Self-employed professionals in the UAE earning over Dh1 million annually will be subject to UAE Corporate Tax. However, they are not required to establish a formal company structure for their operations.
Dubai: High-earning freelancers and self-employed professionals in the UAE who generate a turnover of Dh1 million or more (or are likely to do so) are not obligated to convert their operations into a company format in order to comply with corporate tax registration.
There were discussions suggesting that establishing a company structure would be advantageous for these self-employed individuals in the long run, particularly if their income and business growth potential indicated a likelihood of exceeding the Dh1 million revenue threshold per year.
Registration for individual taxpayers has not yet been opened, but it began for businesses starting from June 1, 2023.
Under the current regulations, self-employed individuals are only required to register with the tax authorities “if their turnover exceeds Dh1 million within the period from January 2024 to December 2024.” According to Rakesh Nair, Director of Corporate Tax at Crowe UAE, “The individual can register before the due date of filing returns, which is September 2025.” The UAE Corporate Law defines turnover as the calendar year (January to December), and any differentiation from this financial year will likely be rare.
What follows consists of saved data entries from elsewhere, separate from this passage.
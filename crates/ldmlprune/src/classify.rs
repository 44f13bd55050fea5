//! Identity-only classification of flattened locale files

use crate::xml::PathValue;

/// Path fragment marking the identity subtree of an LDML file
pub const IDENTITY_MARKER: &str = "/identity";

/// What to do with a locale file
#[derive(Clone, Copy, Debug, PartialEq, Eq, Hash)]
pub enum Verdict {
    /// At least one record lies outside the identity subtree
    Keep,
    /// Every record (possibly none) lies under the identity subtree
    Delete,
}

/// True when every record's path contains `marker`; vacuously true for no records
pub fn all_under<'a, I>(records: I, marker: &str) -> bool
where
    I: IntoIterator<Item = &'a PathValue>,
{
    records.into_iter().all(|record| record.path.contains(marker))
}

pub fn all_under_identity<'a, I>(records: I) -> bool
where
    I: IntoIterator<Item = &'a PathValue>,
{
    all_under(records, IDENTITY_MARKER)
}

/// Classify against a custom subtree marker
pub fn classify_with_marker<'a, I>(records: I, marker: &str) -> Verdict
where
    I: IntoIterator<Item = &'a PathValue>,
{
    if all_under(records, marker) {
        Verdict::Delete
    } else {
        Verdict::Keep
    }
}

/// Classify a flattened locale file
pub fn classify<'a, I>(records: I) -> Verdict
where
    I: IntoIterator<Item = &'a PathValue>,
{
    classify_with_marker(records, IDENTITY_MARKER)
}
If the turnover exceeds Dh1 million, the individual must file an income tax return within 9 months from the end of the taxable period.
Rakesh Nair, Crowe UAE
It is conceivable that highly popular social media influencers with a widespread Gulf/Middle East following, tech professionals specializing in high-demand areas such as AI services, and others may be running highly successful one-person operations, generating over Dh1 million in turnover and Dh375,000 in annual profit.
As for whether these professionals would benefit from incorporating as a company, Nair stated, “There is no requirement to upgrade into a full-scale business under the UAE Corporate Tax law unless mandated by any other law. If the turnover exceeds Dh1 million, an individual must file an income tax return within 9 months from the end of the taxable period” (which aligns with the September 2025 deadline for the first payment under the tax law).
Bookkeeping Requirements:
Like all businesses, self-employed professionals must maintain proper books of accounts.
Cash Basis Accounting:
If the turnover does not exceed Dh3 million under the corporate tax law, these self-employed professionals have the option to maintain accounts on a “cash basis” accounting method.
“Cash basis” accounting records revenues when the entity receives the cash and expenses when payments are made. This accounting method is typically used by individuals or micro-businesses that maintain inventory.
Single-Person Business Tax Obligations:
In late January, the UAE Ministry of Finance outlined the corporate tax obligations for single-person businesses. The tax rate, set at 9 percent, is only applicable if the income for the calendar year exceeds Dh375,000. Rental property income and personal investments are not covered by the corporate tax.
Please note that this rewritten news article is a summary based on the information provided and should not be considered as legal or financial advice.